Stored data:
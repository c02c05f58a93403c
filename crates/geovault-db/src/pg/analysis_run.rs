//! PostgreSQL analysis run repository implementation

use async_trait::async_trait;
use geovault_types::{AnalysisRunId, DatasetId, UserId};
use sqlx::PgPool;

use crate::error::{DbError, DbResult};
use crate::models::AnalysisRunRow;
use crate::repo::{AnalysisRunRepository, CreateAnalysisRun};

/// PostgreSQL analysis run repository
#[derive(Clone)]
pub struct PgAnalysisRunRepository {
    pool: PgPool,
}

impl PgAnalysisRunRepository {
    /// Create a new analysis run repository
    pub fn new(pool: PgPool) -> Self {
        Self { pool }
    }
}

#[async_trait]
impl AnalysisRunRepository for PgAnalysisRunRepository {
    async fn create(&self, run: CreateAnalysisRun) -> DbResult<AnalysisRunRow> {
        let params_json = serde_json::to_string(&run.params)?;
        let result_json = serde_json::to_string(&run.result)?;

        // user_id is copied from the dataset row, so a run can only be
        // attached to a dataset the caller owns
        let row = sqlx::query_as::<_, AnalysisRunRow>(
            r#"
            INSERT INTO analysis_runs (dataset_id, user_id, params_json, result_json, created_at)
            SELECT d.id, d.user_id, $3, $4, NOW()
            FROM datasets d
            WHERE d.id = $1 AND d.user_id = $2
            RETURNING id, dataset_id, user_id, params_json, result_json, created_at
            "#,
        )
        .bind(run.dataset_id.0)
        .bind(run.user_id.0)
        .bind(&params_json)
        .bind(&result_json)
        .fetch_optional(&self.pool)
        .await?;

        row.ok_or(DbError::NotFound)
    }

    async fn find_for_user(
        &self,
        user_id: UserId,
        id: AnalysisRunId,
    ) -> DbResult<Option<AnalysisRunRow>> {
        let row = sqlx::query_as::<_, AnalysisRunRow>(
            r#"
            SELECT id, dataset_id, user_id, params_json, result_json, created_at
            FROM analysis_runs
            WHERE id = $1 AND user_id = $2
            "#,
        )
        .bind(id.0)
        .bind(user_id.0)
        .fetch_optional(&self.pool)
        .await?;

        Ok(row)
    }

    async fn list_for_dataset(
        &self,
        user_id: UserId,
        dataset_id: DatasetId,
    ) -> DbResult<Vec<AnalysisRunRow>> {
        let rows = sqlx::query_as::<_, AnalysisRunRow>(
            r#"
            SELECT id, dataset_id, user_id, params_json, result_json, created_at
            FROM analysis_runs
            WHERE dataset_id = $1 AND user_id = $2
            ORDER BY created_at DESC, id DESC
            "#,
        )
        .bind(dataset_id.0)
        .bind(user_id.0)
        .fetch_all(&self.pool)
        .await?;

        Ok(rows)
    }

    async fn delete_for_user(&self, user_id: UserId, id: AnalysisRunId) -> DbResult<bool> {
        let result = sqlx::query("DELETE FROM analysis_runs WHERE id = $1 AND user_id = $2")
            .bind(id.0)
            .bind(user_id.0)
            .execute(&self.pool)
            .await?;

        Ok(result.rows_affected() > 0)
    }
}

Brief: Output the data above in full and exactly.

Answer for this exercise:
repository c02c05f58a93403c
filename crates/geovault-db/src/pg/analysis_run.rs
//! PostgreSQL analysis run repository implementation

use async_trait::async_trait;
use geovault_types::{AnalysisRunId, DatasetId, UserId};
use sqlx::PgPool;

use crate::error::{DbError, DbResult};
use crate::models::AnalysisRunRow;
use crate::repo::{AnalysisRunRepository, CreateAnalysisRun};

/// PostgreSQL analysis run repository
#[derive(Clone)]
pub struct PgAnalysisRunRepository {
    pool: PgPool,
}

impl PgAnalysisRunRepository {
    /// Create a new analysis run repository
    pub fn new(pool: PgPool) -> Self {
        Self { pool }
    }
}

#[async_trait]
impl AnalysisRunRepository for PgAnalysisRunRepository {
    async fn create(&self, run: CreateAnalysisRun) -> DbResult<AnalysisRunRow> {
        let params_json = serde_json::to_string(&run.params)?;
        let result_json = serde_json::to_string(&run.result)?;

        // user_id is copied from the dataset row, so a run can only be
        // attached to a dataset the caller owns
        let row = sqlx::query_as::<_, AnalysisRunRow>(
            r#"
            INSERT INTO analysis_runs (dataset_id, user_id, params_json, result_json, created_at)
            SELECT d.id, d.user_id, $3, $4, NOW()
            FROM datasets d
            WHERE d.id = $1 AND d.user_id = $2
            RETURNING id, dataset_id, user_id, params_json, result_json, created_at
            "#,
        )
        .bind(run.dataset_id.0)
        .bind(run.user_id.0)
        .bind(&params_json)
        .bind(&result_json)
        .fetch_optional(&self.pool)
        .await?;

        row.ok_or(DbError::NotFound)
    }

    async fn find_for_user(
        &self,
        user_id: UserId,
        id: AnalysisRunId,
    ) -> DbResult<Option<AnalysisRunRow>> {
        let row = sqlx::query_as::<_, AnalysisRunRow>(
            r#"
            SELECT id, dataset_id, user_id, params_json, result_json, created_at
            FROM analysis_runs
            WHERE id = $1 AND user_id = $2
            "#,
        )
        .bind(id.0)
        .bind(user_id.0)
        .fetch_optional(&self.pool)
        .await?;

        Ok(row)
    }

    async fn list_for_dataset(
        &self,
        user_id: UserId,
        dataset_id: DatasetId,
    ) -> DbResult<Vec<AnalysisRunRow>> {
        let rows = sqlx::query_as::<_, AnalysisRunRow>(
            r#"
            SELECT id, dataset_id, user_id, params_json, result_json, created_at
            FROM analysis_runs
            WHERE dataset_id = $1 AND user_id = $2
            ORDER BY created_at DESC, id DESC
            "#,
        )
        .bind(dataset_id.0)
        .bind(user_id.0)
        .fetch_all(&self.pool)
        .await?;

        Ok(rows)
    }

    async fn delete_for_user(&self, user_id: UserId, id: AnalysisRunId) -> DbResult<bool> {
        let result = sqlx::query("DELETE FROM analysis_runs WHERE id = $1 AND user_id = $2")
            .bind(id.0)
            .bind(user_id.0)
            .execute(&self.pool)
            .await?;

        Ok(result.rows_affected() > 0)
    }
}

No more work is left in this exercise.